First, we address whether petitioners have standing under the UDJA. We

find that standing is satisfied for the purpose of analyzing the claims asserted.

Standing is determined by a two part test: (1) whether the interest sought to

be protected is “‘ arguably within the zone of interests to be protected or regulated

by the statute or constitutional guarantee in question’” and (2) whether the

petitioners have asserted “‘“ injury in fact.”’ ” Grant County Fire Prot. Dist. No. 5

v. City of Moses Lake, 150 Wn.2d 791, 802, 83 P.3d 419 (2004) (emphasis added)

(internal quotation marks omitted) (quoting Save a Valuable Env’t v. City of

Bothell, 89 Wn.2d 862, 866, 576 P.2d 401 (1978)). When we are faced with an

issue of significant public interest, standing is analyzed in terms of the public

interests presented, and we engage in a more liberal and less rigid analysis. See

Farris v. Munro, 99 Wn.2d 326, 330, 662 P.2d 821 (1983).

Standing for the petitioners’ UDJA claims is premised on the existence of

the statutory rights petitioners assert. Because we must analyze the merits of

petitioners’ arguments to determine whether petitioners have rights that could be

asserted in a UDJA claim, standing is satisfied for the purpose of analyzing these

claims, and we reach the merits. II

We next address whether jurors are employees for the purposes of minimum

wage. While the minimum wage and implied cause of action claims are related, our

analysis of the implied cause of action claim depends somewhat on our resolution

of whether jurors are employees under the MWA. We find, on several grounds,

that jurors are not employees under the MWA under chapter 49.46 RCW or

otherwise.

Turning to the statutory provisions, cases involving statutory interpretation

analysis begin with the statutory language. The MWA defines “employee” broadly

as “any individual employed by an employer” and defines “employ” as “to permit

to work.” RCW 49.46.010( 3), (2). Instead of being primarily defined by

employments included, the MWA carves out from the definition of “employee”
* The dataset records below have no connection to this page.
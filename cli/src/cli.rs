use std::path::PathBuf;

use clap::{Args, Parser, Subcommand};

use horizon_core::{ExportFormat, IntegratorKind};
use horizon_types::{GravityPreset, Scenario};

/// EventHorizon - N-body gravity simulator for the terminal
#[derive(Debug, Parser)]
#[command(name = "eventhorizon")]
#[command(about = "Simulate and watch binary stars and vortex galaxies in 3D")]
#[command(version)]
pub struct Cli {
    #[command(subcommand)]
    pub command: Option<Commands>,

    /// Config file (default: ~/.eventhorizon/config.toml)
    #[arg(long, global = true)]
    pub config: Option<PathBuf>,

    /// Random seed for the first run
    #[arg(long, global = true)]
    pub seed: Option<u64>,

    /// Draw with ASCII glyphs only
    #[arg(long)]
    pub ascii: bool,

    /// Use the high-contrast palette
    #[arg(long)]
    pub high_contrast: bool,

    /// Disable spinner and modal animations
    #[arg(long)]
    pub reduced_motion: bool,
}

#[derive(Debug, Subcommand)]
pub enum Commands {
    /// Run one simulation without the TUI and print a summary
    Simulate(SimulateArgs),
}

#[derive(Debug, Args)]
pub struct SimulateArgs {
    /// vortex | binary
    #[arg(long)]
    pub scenario: Option<Scenario>,

    /// Number of bodies (vortex only)
    #[arg(long)]
    pub bodies: Option<usize>,

    /// Time span in dimensionless units
    #[arg(long = "time")]
    pub time_span: Option<f64>,

    /// Gravitational constant: 1e-11, 6.67e-11, 1e-10 or 5e-10
    #[arg(long, value_parser = parse_gravity)]
    pub gravity: Option<GravityPreset>,

    /// Softening length
    #[arg(long)]
    pub softening: Option<f64>,

    /// dopri5 | rk4 | leapfrog
    #[arg(long)]
    pub integrator: Option<IntegratorKind>,

    /// Output frames
    #[arg(long)]
    pub samples: Option<usize>,

    /// Write the run to this file
    #[arg(long)]
    pub out: Option<PathBuf>,

    /// json | csv (default: from --out extension, else json)
    #[arg(long)]
    pub format: Option<ExportFormat>,
}

fn parse_gravity(raw: &str) -> Result<GravityPreset, String> {
    let value: f64 = raw
        .trim()
        .parse()
        .map_err(|e| format!("invalid number '{raw}': {e}"))?;
    GravityPreset::try_from(value).map_err(|e| e.to_string())
}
more narrow provisions that operate as exemptions. We construe MWA

exemptions narrowly; exemptions apply only to situations that are plainly and

unmistakably consistent with the terms and spirit of the legislation. Drinkwitz v.

Alliant Techsystems, Inc., 140 Wn.2d 291, 301, 996 P.2d 582 (2000). The MWA

excludes from the definition of “ employee”

[a]ny individual engaged in the activities of a[] . . . state or local governmental body or agency . . . where the employer-employee relationship does not in fact exist or where the services are rendered to such organizations gratuitously. If the individual receives reimbursement in lieu of compensation for normally incurred out-of- pocket expenses or receives a nominal amount of compensation per unit of voluntary service rendered, an employer-employee relationship is deemed not to exist for the purpose of this section.

RCW 49.46.010(3)(d). Based on this language, jurors are excluded from the

definition of “employee” because they receive reimbursement in lieu of

compensation while engaged in the activities of a local governmental body. The

legislature’s characterization of juror payments as expense payments in RCW

2.36.150 is consistent with this view. See also FINAL B. REP. ON SUBSTITUTE S.B.

6261, at 1, 58th Leg., Reg. Sess. (Wash. 2004) (“Juror compensation received by

federal employees must be credited against the employee’s pay. However,

payments made to reimburse jurors for their out-of-pocket expenses need not be

credited against an employee’s pay.”) .

Petitioners contend that this exception applies only to voluntary employees

rendering gratuitous services, partially relying on legislative history. See

Appellants’ Am. Opening Br. at 36-39 (Wash. Ct. App. No. 51823-6-II (2017)).

The second sentence of the above provision details circumstances where the

employer-employee relationship does not exist. Contrary to petitioners’ assertion,

this clause supplements the meaning of “employer -employee relationship” rather

than applying to only the gratuitous services portion outlined in the first sentence.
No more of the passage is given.